# Got Axe FX Ultra: Help/suggestions for making Born of Osiris Tone



## 908beckerboi (Jul 13, 2011)

So I just got an Axe Fx Ultra. It is by far the most awesome thing I have ever played. I would like to make a patch that sounds something similar to the latest Born of Osiris album, "The Discovery." I know I can get very close to this tone since they used the Axe Fx heavily in that album.

Does any one have any suggestions?
Is there a preset I could perhaps download from someone?

I am using axe edit to treew a lot things but so far no luck. I heard there is something called "Axe Change" were people can download and send patches to each other but I can't find that any where. I think on the fractal audio website it say that Axe Change is down temporary.

So if anyone has any suggestions or patches that would be awesome!

Thanks!!!


----------



## 908beckerboi (Jul 14, 2011)

Wow nobody?

Maybe I should rephrase my questions.
I have the following pieces of gear:
AxeFx Ultra
Presonus Firestudio
Ezdrummer (Metal Kit, the one with all the Meshuggah songs)
Macbook Pro
AxeEdit
Krk Rokit 6 speakers
Daw is garage band

1) What is the best method to connect my axe fx for direct recording?
Im guessing AxeFx Out --> XLR Cable ---> Presonus In 1.

2)What are some techniques, preferred amp models and cab models I should consider to use when getting ready to record? 
I heard that the FAS Modern amp is really good the tone i am going for but thats all I know.
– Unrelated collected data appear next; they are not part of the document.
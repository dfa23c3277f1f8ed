//! Weighted clip selector
//!
//! Picks the next clip with probability proportional to `1 / (count + 1)`,
//! so rarely heard chords come up more often. Candidates are walked in
//! catalog order; that order plus the random source fully determine the
//! outcome.

use crate::catalog::{Catalog, Clip, ClipId};
use crate::play_counts::{PlayCountStore, PlayCounts};
use crate::{Error, Result};
use rand::rngs::StdRng;
use rand::{Rng, SeedableRng};
use std::sync::{Arc, Mutex};
use tracing::{debug, warn};

/// Selection weight of a clip with the given play count
pub fn weight(count: u64) -> f64 {
    1.0 / (count as f64 + 1.0)
}

/// Roulette walk over `candidates`
///
/// `draw` is a uniform value in `[0, 1)` scaled internally by the total
/// weight. `counts` of `None` weighs every candidate equally. Returns `None`
/// only when `candidates` is empty.
pub fn pick_weighted<'a>(
    candidates: &[&'a Clip],
    counts: Option<&PlayCounts>,
    draw: f64,
) -> Option<&'a Clip> {
    let weight_of = |clip: &Clip| match counts {
        Some(c) => weight(c.get(&clip.id).copied().unwrap_or(0)),
        None => 1.0,
    };

    let total: f64 = candidates.iter().map(|c| weight_of(c)).sum();
    let target = draw.clamp(0.0, 1.0) * total;

    let mut cumulative = 0.0;
    for clip in candidates {
        cumulative += weight_of(clip);
        if cumulative > target {
            return Some(clip);
        }
    }

    // Floating point round-off can leave the target at the very end
    candidates.last().copied()
}

/// Weighted-random picker shared by sessions
pub struct Selector {
    catalog: Arc<Catalog>,
    counts: Arc<PlayCountStore>,
    rng: Mutex<StdRng>,
}

impl Selector {
    /// Selector with an entropy-seeded random source
    pub fn new(catalog: Arc<Catalog>, counts: Arc<PlayCountStore>) -> Self {
        Self {
            catalog,
            counts,
            rng: Mutex::new(StdRng::from_entropy()),
        }
    }

    /// Deterministic selector for tests and reproducible runs
    pub fn with_seed(catalog: Arc<Catalog>, counts: Arc<PlayCountStore>, seed: u64) -> Self {
        Self {
            catalog,
            counts,
            rng: Mutex::new(StdRng::seed_from_u64(seed)),
        }
    }

    pub fn catalog(&self) -> &Arc<Catalog> {
        &self.catalog
    }

    pub fn play_counts(&self) -> &Arc<PlayCountStore> {
        &self.counts
    }

    /// Select a clip other than `exclude` without recording a play
    pub async fn select_next(&self, exclude: Option<ClipId>) -> Result<Clip> {
        let excluded: Vec<ClipId> = exclude.into_iter().collect();
        self.select_excluding(&excluded).await
    }

    /// Select a clip not in `excluded` without recording a play
    pub async fn select_excluding(&self, excluded: &[ClipId]) -> Result<Clip> {
        let candidates: Vec<&Clip> = self
            .catalog
            .clips()
            .iter()
            .filter(|clip| !excluded.contains(&clip.id))
            .collect();

        if candidates.is_empty() {
            return Err(Error::EmptyCatalog);
        }

        let counts = self.counts.selection_counts().await;
        let draw = self.draw()?;

        let chosen = pick_weighted(&candidates, counts.as_ref(), draw).ok_or(Error::EmptyCatalog)?;
        debug!(
            "Selected clip {} ({}) from {} candidates",
            chosen.id,
            chosen.name,
            candidates.len()
        );
        Ok(chosen.clone())
    }

    /// Select and immediately record one play of the chosen clip
    ///
    /// A persistence failure is logged; the selection still stands.
    pub async fn select_and_record(&self, exclude: Option<ClipId>) -> Result<Clip> {
        let clip = self.select_next(exclude).await?;
        if let Err(e) = self.counts.increment(clip.id).await {
            warn!("Failed to record play of clip {}: {}", clip.id, e);
        }
        Ok(clip)
    }

    fn draw(&self) -> Result<f64> {
        let mut rng = self
            .rng
            .lock()
            .map_err(|_| Error::Internal("Selector random source poisoned".to_string()))?;
        Ok(rng.gen::<f64>())
    }
}

#[cfg(test)]
mod tests {
    use super::*;
    use std::collections::HashMap;

    fn abc() -> Catalog {
        Catalog::new(vec![
            Clip::new(1, "A", "a.ogg"),
            Clip::new(2, "B", "b.ogg"),
            Clip::new(3, "C", "c.ogg"),
        ])
        .unwrap()
    }

    async fn selector(catalog: Catalog, seed: u64) -> Selector {
        let counts = Arc::new(PlayCountStore::in_memory(&catalog).await);
        Selector::with_seed(Arc::new(catalog), counts, seed)
    }

    #[test]
    fn test_weight_monotonic() {
        assert_eq!(weight(0), 1.0);
        assert_eq!(weight(1), 0.5);
        for n in 0..50 {
            assert!(weight(n) > 0.0);
            assert!(weight(n) <= 1.0);
            assert!(weight(n) >= weight(n + 1));
        }
    }

    #[test]
    fn test_pick_weighted_walk() {
        let catalog = abc();
        let candidates: Vec<&Clip> = catalog.clips().iter().collect();

        // Equal weights: each third of the range maps to one clip in order
        assert_eq!(pick_weighted(&candidates, None, 0.0).unwrap().id, ClipId(1));
        assert_eq!(pick_weighted(&candidates, None, 0.5).unwrap().id, ClipId(2));
        assert_eq!(pick_weighted(&candidates, None, 0.99).unwrap().id, ClipId(3));
        // Round-off guard
        assert_eq!(pick_weighted(&candidates, None, 1.0).unwrap().id, ClipId(3));

        assert!(pick_weighted(&[], None, 0.5).is_none());
    }

    #[test]
    fn test_pick_weighted_uses_counts() {
        let catalog = abc();
        let candidates: Vec<&Clip> = catalog.clips().iter().collect();
        let mut counts = PlayCounts::new();
        counts.insert(ClipId(1), 3); // 0.25
        counts.insert(ClipId(2), 0); // 1.0
        counts.insert(ClipId(3), 0); // 1.0

        // Total 2.25; A covers [0, 0.25)
        assert_eq!(pick_weighted(&candidates, Some(&counts), 0.1).unwrap().id, ClipId(1));
        assert_eq!(pick_weighted(&candidates, Some(&counts), 0.2).unwrap().id, ClipId(2));
    }

    #[tokio::test]
    async fn test_never_returns_excluded() {
        let selector = selector(abc(), 7).await;
        selector.play_counts().increment(ClipId(3)).await.unwrap();

        for _ in 0..2_000 {
            let clip = selector.select_next(Some(ClipId(2))).await.unwrap();
            assert_ne!(clip.id, ClipId(2));
        }
    }

    #[tokio::test]
    async fn test_single_clip_catalog_excluding_itself() {
        let catalog = Catalog::new(vec![Clip::new(1, "A", "a.ogg")]).unwrap();
        let selector = selector(catalog, 1).await;

        assert!(matches!(selector.select_next(Some(ClipId(1))).await, Err(Error::EmptyCatalog)));
        assert_eq!(selector.select_next(None).await.unwrap().id, ClipId(1));
    }

    #[tokio::test]
    async fn test_select_excluding_exhausted() {
        let selector = selector(abc(), 3).await;
        let clip = selector.select_excluding(&[ClipId(1), ClipId(3)]).await.unwrap();
        assert_eq!(clip.id, ClipId(2));

        let all = [ClipId(1), ClipId(2), ClipId(3)];
        assert!(matches!(selector.select_excluding(&all).await, Err(Error::EmptyCatalog)));
    }

    #[tokio::test]
    async fn test_uniform_distribution_with_zero_counts() {
        let selector = selector(abc(), 42).await;
        let draws = 10_000;

        let mut hits: HashMap<ClipId, u32> = HashMap::new();
        for _ in 0..draws {
            let clip = selector.select_next(None).await.unwrap();
            *hits.entry(clip.id).or_insert(0) += 1;
        }

        for id in [ClipId(1), ClipId(2), ClipId(3)] {
            let share = hits[&id] as f64 / draws as f64;
            assert!((share - 1.0 / 3.0).abs() < 0.03, "clip {} share {}", id, share);
        }
    }

    #[tokio::test]
    async fn test_rarely_played_clip_favored() {
        let catalog =
            Catalog::new(vec![Clip::new(1, "A", "a.ogg"), Clip::new(2, "B", "b.ogg")]).unwrap();
        let selector = selector(catalog, 1234).await;
        for _ in 0..9 {
            selector.play_counts().increment(ClipId(1)).await.unwrap();
        }

        let draws = 10_000;
        let mut b_hits = 0;
        for _ in 0..draws {
            if selector.select_next(None).await.unwrap().id == ClipId(2) {
                b_hits += 1;
            }
        }

        // 1.0 / (1.0 + 0.1)
        let share = b_hits as f64 / draws as f64;
        assert!((share - 0.909).abs() < 0.02, "B share {}", share);
    }

    #[tokio::test]
    async fn test_every_candidate_reachable() {
        let catalog = Catalog::default_chords();
        let selector = selector(catalog.clone(), 99).await;
        for _ in 0..50 {
            selector.play_counts().increment(ClipId(5)).await.unwrap();
        }

        let mut seen = std::collections::HashSet::new();
        for _ in 0..20_000 {
            seen.insert(selector.select_next(Some(ClipId(1))).await.unwrap().id);
        }

        assert_eq!(seen.len(), catalog.len() - 1);
        assert!(seen.contains(&ClipId(5)));
        assert!(!seen.contains(&ClipId(1)));
    }

    #[tokio::test]
    async fn test_same_seed_same_sequence() {
        let a = selector(abc(), 5).await;
        let b = selector(abc(), 5).await;

        for _ in 0..100 {
            assert_eq!(a.select_next(None).await.unwrap().id, b.select_next(None).await.unwrap().id);
        }
    }

    #[tokio::test]
    async fn test_select_and_record_increments_once() {
        let selector = selector(abc(), 11).await;
        let clip = selector.select_and_record(None).await.unwrap();

        assert_eq!(selector.play_counts().get(clip.id).await, 1);
        assert_eq!(selector.play_counts().total().await, 1);

        // Preview selection never records
        selector.select_next(Some(clip.id)).await.unwrap();
        assert_eq!(selector.play_counts().total().await, 1);
    }
}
Now that I have made things more clear please help me!!!

Thanks guys!


----------



## AlexWadeWC (Jul 14, 2011)

When I talked to Lee about their Axe FX tone for the album he said it was Das Metal, don't know what cab but if you do this set up it should get you close:

Overdrive Block: TS-808, Level- 4:00 Tone- 12:00 Drive- all the way down

Amp Block: Das Metal, Gain- 11:00 Bass- 2:00 Mid- 11:00 Treble- (bright engaged) 2:00 Presence- 2:00 Depth- 2:00 Dampening- all the way up Sag- 8:00

Cab Block: Metal 4x12, Mono Hi Res, R121 mic


----------



## 908beckerboi (Jul 15, 2011)

Thanks dude!
Btw your recordings are amazing!


----------



## DVRP (Jul 16, 2011)

You should post your results! Im curious to see how those settings translated lol..


----------



## 908beckerboi (Jul 16, 2011)

Will do!


----------



## grants (Jul 16, 2011)

I am curious as well.

That's real interesting that they used the Das Metal, as for some reason I thought they would be using the Energyball (powerball) preset as I know they've been partial to ENGL's in the past, and were specifically interested in the Powerball for recording A Higher Place.

Right on, thanks for the info, Alex.

You know if they use the same patch live, by chance?


----------



## 908beckerboi (Jul 16, 2011)

I didn't expect it to be that one either.
I thought it would be either the Energyball or the FAS Modern.

I wonder what patch Jason uses for his solos.
I really like the Follow the signs solo tone a lot.


----------



## Tyler (Jan 11, 2012)

How would you go about making the tone on an Axe Fx II. With the II and the Ultra being different in how they are set up, does anybody have a good starting point?


----------



## Watty (Jan 11, 2012)

You could try starting with Misha's tone (provided he made it available) and modify it as their's didn't sound too different from what his mix of their album sounded like...(if that makes any sense).

Or, instead, just forget about BOO and get this tone:



Which is....unbeliev....ably good.


----------



## nojyeloot (Jan 11, 2012)

nellings6 said:


> How would you go about making the tone on an Axe Fx II. With the II and the Ultra being different in how they are set up, does anybody have a good starting point?



Ironic that you ask, b/c I just made a patch from Alex's suggested settings. Probably won't sound close to what the Ultra would sound like, but, if you want it, PM me with your email address and I'll send it to you. 

PS -* I haven't tested it.* I literally found this link and then made the patch in Axe Edit v1.0.261 (released today)


----------



## itscurbe (Jan 11, 2012)

watsonb2 said:


> You could try starting with Misha's tone (provided he made it available) and modify it as their's didn't sound too different from what his mix of their album sounded like...(if that makes any sense).
> 
> Or, instead, just forget about BOO and get this tone:
> 
> ...






misha's tone is available??? what where huh??


----------